> [WHAT YOU ARE ASKED TO DO]: Transcribe the records in full.

> [EXTRACTED ENTRIES]:
++++++
//! Server-side HTML rendering.
//!
//! Each page module takes a fully-populated view struct and returns the
//! document as a `String`. Every piece of user data goes through
//! [`escape`] before it is interpolated.

use axum::http::StatusCode;
use serde::Serialize;
use url::form_urlencoded;

pub mod grades;
pub mod index;
pub mod students;

// ---------------------------------------------------------------------------
// Status message
// ---------------------------------------------------------------------------

#[derive(Debug, Clone, Copy, PartialEq, Eq, Serialize)]
#[serde(rename_all = "lowercase")]
pub enum MessageKind {
    Success,
    Error,
}

impl MessageKind {
    fn css_class(self) -> &'static str {
        match self {
            MessageKind::Success => "message-success",
            MessageKind::Error => "message-error",
        }
    }
}

/// User-visible outcome of a form submission.
#[derive(Debug, Clone, PartialEq, Eq, Serialize)]
pub struct StatusMessage {
    pub kind: MessageKind,
    pub text: String,
}

impl StatusMessage {
    pub fn success(text: impl Into<String>) -> Self {
        Self {
            kind: MessageKind::Success,
            text: text.into(),
        }
    }

    pub fn error(text: impl Into<String>) -> Self {
        Self {
            kind: MessageKind::Error,
            text: text.into(),
        }
    }
}

// ---------------------------------------------------------------------------
// Shared helpers
// ---------------------------------------------------------------------------

/// Escape text for use in HTML element content and quoted attributes.
pub fn escape(raw: &str) -> String {
    let mut out = String::with_capacity(raw.len());
    for c in raw.chars() {
        match c {
            '&' => out.push_str("&amp;"),
            '<' => out.push_str("&lt;"),
            '>' => out.push_str("&gt;"),
            '"' => out.push_str("&quot;"),
            '\'' => out.push_str("&#39;"),
            _ => out.push(c),
        }
    }
    out
}

/// Build `?k=v&...` from the non-empty pairs, or an empty string.
pub fn query_string(pairs: &[(&str, Option<&str>)]) -> String {
    let present: Vec<(&str, &str)> = pairs
        .iter()
        .filter_map(|(k, v)| v.filter(|v| !v.is_empty()).map(|v| (*k, v)))
        .collect();
    if present.is_empty() {
        return String::new();
    }
    let encoded = form_urlencoded::Serializer::new(String::new())
        .extend_pairs(present)
        .finish();
    format!("?{encoded}")
}

fn message_block(message: Option<&StatusMessage>) -> String {
    match message {
        Some(m) => format!(
            "<div class=\"message {}\">{}</div>\n",
            m.kind.css_class(),
            escape(&m.text)
        ),
        None => String::new(),
    }
}

/// `<option>` list; the option equal to `selected` is marked.
fn options<'a>(values: impl IntoIterator<Item = (String, &'a str)>, selected: Option<&str>) -> String {
    let mut out = String::new();
    for (value, label) in values {
        let marker = if selected == Some(value.as_str()) {
            " selected"
        } else {
            ""
        };
        out.push_str(&format!(
            "<option value=\"{}\"{marker}>{}</option>",
            escape(&value),
            escape(label)
        ));
    }
    out
}

const STYLE: &str = "\
body{font-family:Arial,sans-serif;margin:0;padding:24px;background:#f4f5f7;color:#222}\
nav a{margin-right:12px}\
table{border-collapse:collapse;width:100%;background:#fff}\
th,td{border:1px solid #ddd;padding:6px 8px;text-align:left}\
th{background:#eef}\
form.inline{display:inline}\
.message{padding:10px;margin:12px 0;border-radius:4px}\
.message-success{background:#dfd;border:1px solid #8c8}\
.message-error{background:#fdd;border:1px solid #c88}\
.stats{display:flex;gap:12px;margin:12px 0}\
.stat{background:#fff;border:1px solid #ddd;padding:10px 16px}\
.stat h3{margin:0}\
.chart{display:flex;align-items:flex-end;gap:6px;height:120px;margin:12px 0}\
.bar{width:32px;background:#68c;text-align:center;color:#fff;font-size:12px}\
.bar-label{text-align:center;font-size:12px}\
fieldset{background:#fff;margin:12px 0}";

/// Wrap `body` in the shared document shell.
pub fn layout(title: &str, body: &str) -> String {
    format!(
        "<!DOCTYPE html>\n<html>\n<head>\n<meta charset=\"utf-8\">\n<title>{title}</title>\n\
         <style>{STYLE}</style>\n</head>\n<body>\n\
         <nav><a href=\"/\">Home</a><a href=\"/students\">Students</a><a href=\"/grades\">Grades</a></nav>\n\
         {body}</body>\n</html>\n",
        title = escape(title),
    )
}

/// Minimal page for errors that prevent a normal page from rendering.
pub fn error_page(status: StatusCode, message: &str) -> String {
    let body = format!(
        "<h1>{} {}</h1>\n<p>{}</p>\n",
        status.as_u16(),
        escape(status.canonical_reason().unwrap_or("Error")),
        escape(message)
    );
    layout("Error", &body)
}
//! Route definitions for the `/grades` page.

use axum::routing::get;
use axum::Router;

use crate::handlers::grades;
use crate::state::AppState;

/// Routes mounted at `/grades`.
///
/// ```text
/// GET    /               -> page
/// POST   /               -> submit (create | delete)
/// GET    /export.csv     -> export_csv
/// ```
pub fn router() -> Router<AppState> {
    Router::new()
        .route("/", get(grades::page).post(grades::submit))
        .route("/export.csv", get(grades::export_csv))
}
++++++
> [RESPONSE]:
//! Server-side HTML rendering.
//!
//! Each page module takes a fully-populated view struct and returns the
//! document as a `String`. Every piece of user data goes through
//! [`escape`] before it is interpolated.

use axum::http::StatusCode;
use serde::Serialize;
use url::form_urlencoded;

pub mod grades;
pub mod index;
pub mod students;

// ---------------------------------------------------------------------------
// Status message
// ---------------------------------------------------------------------------

#[derive(Debug, Clone, Copy, PartialEq, Eq, Serialize)]
#[serde(rename_all = "lowercase")]
pub enum MessageKind {
    Success,
    Error,
}

impl MessageKind {
    fn css_class(self) -> &'static str {
        match self {
            MessageKind::Success => "message-success",
            MessageKind::Error => "message-error",
        }
    }
}

/// User-visible outcome of a form submission.
#[derive(Debug, Clone, PartialEq, Eq, Serialize)]
pub struct StatusMessage {
    pub kind: MessageKind,
    pub text: String,
}

impl StatusMessage {
    pub fn success(text: impl Into<String>) -> Self {
        Self {
            kind: MessageKind::Success,
            text: text.into(),
        }
    }

    pub fn error(text: impl Into<String>) -> Self {
        Self {
            kind: MessageKind::Error,
            text: text.into(),
        }
    }
}

// ---------------------------------------------------------------------------
// Shared helpers
// ---------------------------------------------------------------------------

/// Escape text for use in HTML element content and quoted attributes.
pub fn escape(raw: &str) -> String {
    let mut out = String::with_capacity(raw.len());
    for c in raw.chars() {
        match c {
            '&' => out.push_str("&amp;"),
            '<' => out.push_str("&lt;"),
            '>' => out.push_str("&gt;"),
            '"' => out.push_str("&quot;"),
            '\'' => out.push_str("&#39;"),
            _ => out.push(c),
        }
    }
    out
}

/// Build `?k=v&...` from the non-empty pairs, or an empty string.
pub fn query_string(pairs: &[(&str, Option<&str>)]) -> String {
    let present: Vec<(&str, &str)> = pairs
        .iter()
        .filter_map(|(k, v)| v.filter(|v| !v.is_empty()).map(|v| (*k, v)))
        .collect();
    if present.is_empty() {
        return String::new();
    }
    let encoded = form_urlencoded::Serializer::new(String::new())
        .extend_pairs(present)
        .finish();
    format!("?{encoded}")
}

fn message_block(message: Option<&StatusMessage>) -> String {
    match message {
        Some(m) => format!(
            "<div class=\"message {}\">{}</div>\n",
            m.kind.css_class(),
            escape(&m.text)
        ),
        None => String::new(),
    }
}

/// `<option>` list; the option equal to `selected` is marked.
fn options<'a>(values: impl IntoIterator<Item = (String, &'a str)>, selected: Option<&str>) -> String {
    let mut out = String::new();
    for (value, label) in values {
        let marker = if selected == Some(value.as_str()) {
            " selected"
        } else {
            ""
        };
        out.push_str(&format!(
            "<option value=\"{}\"{marker}>{}</option>",
            escape(&value),
            escape(label)
        ));
    }
    out
}

const STYLE: &str = "\
body{font-family:Arial,sans-serif;margin:0;padding:24px;background:#f4f5f7;color:#222}\
nav a{margin-right:12px}\
table{border-collapse:collapse;width:100%;background:#fff}\
th,td{border:1px solid #ddd;padding:6px 8px;text-align:left}\
th{background:#eef}\
form.inline{display:inline}\
.message{padding:10px;margin:12px 0;border-radius:4px}\
.message-success{background:#dfd;border:1px solid #8c8}\
.message-error{background:#fdd;border:1px solid #c88}\
.stats{display:flex;gap:12px;margin:12px 0}\
.stat{background:#fff;border:1px solid #ddd;padding:10px 16px}\
.stat h3{margin:0}\
.chart{display:flex;align-items:flex-end;gap:6px;height:120px;margin:12px 0}\
.bar{width:32px;background:#68c;text-align:center;color:#fff;font-size:12px}\
.bar-label{text-align:center;font-size:12px}\
fieldset{background:#fff;margin:12px 0}";

/// Wrap `body` in the shared document shell.
pub fn layout(title: &str, body: &str) -> String {
    format!(
        "<!DOCTYPE html>\n<html>\n<head>\n<meta charset=\"utf-8\">\n<title>{title}</title>\n\
         <style>{STYLE}</style>\n</head>\n<body>\n\
         <nav><a href=\"/\">Home</a><a href=\"/students\">Students</a><a href=\"/grades\">Grades</a></nav>\n\
         {body}</body>\n</html>\n",
        title = escape(title),
    )
}

/// Minimal page for errors that prevent a normal page from rendering.
pub fn error_page(status: StatusCode, message: &str) -> String {
    let body = format!(
        "<h1>{} {}</h1>\n<p>{}</p>\n",
        status.as_u16(),
        escape(status.canonical_reason().unwrap_or("Error")),
        escape(message)
    );
    layout("Error", &body)
}
//! Route definitions for the `/grades` page.

use axum::routing::get;
use axum::Router;

use crate::handlers::grades;
use crate::state::AppState;

/// Routes mounted at `/grades`.
///
/// ```text
/// GET    /               -> page
/// POST   /               -> submit (create | delete)
/// GET    /export.csv     -> export_csv
/// ```
pub fn router() -> Router<AppState> {
    Router::new()
        .route("/", get(grades::page).post(grades::submit))
        .route("/export.csv", get(grades::export_csv))
}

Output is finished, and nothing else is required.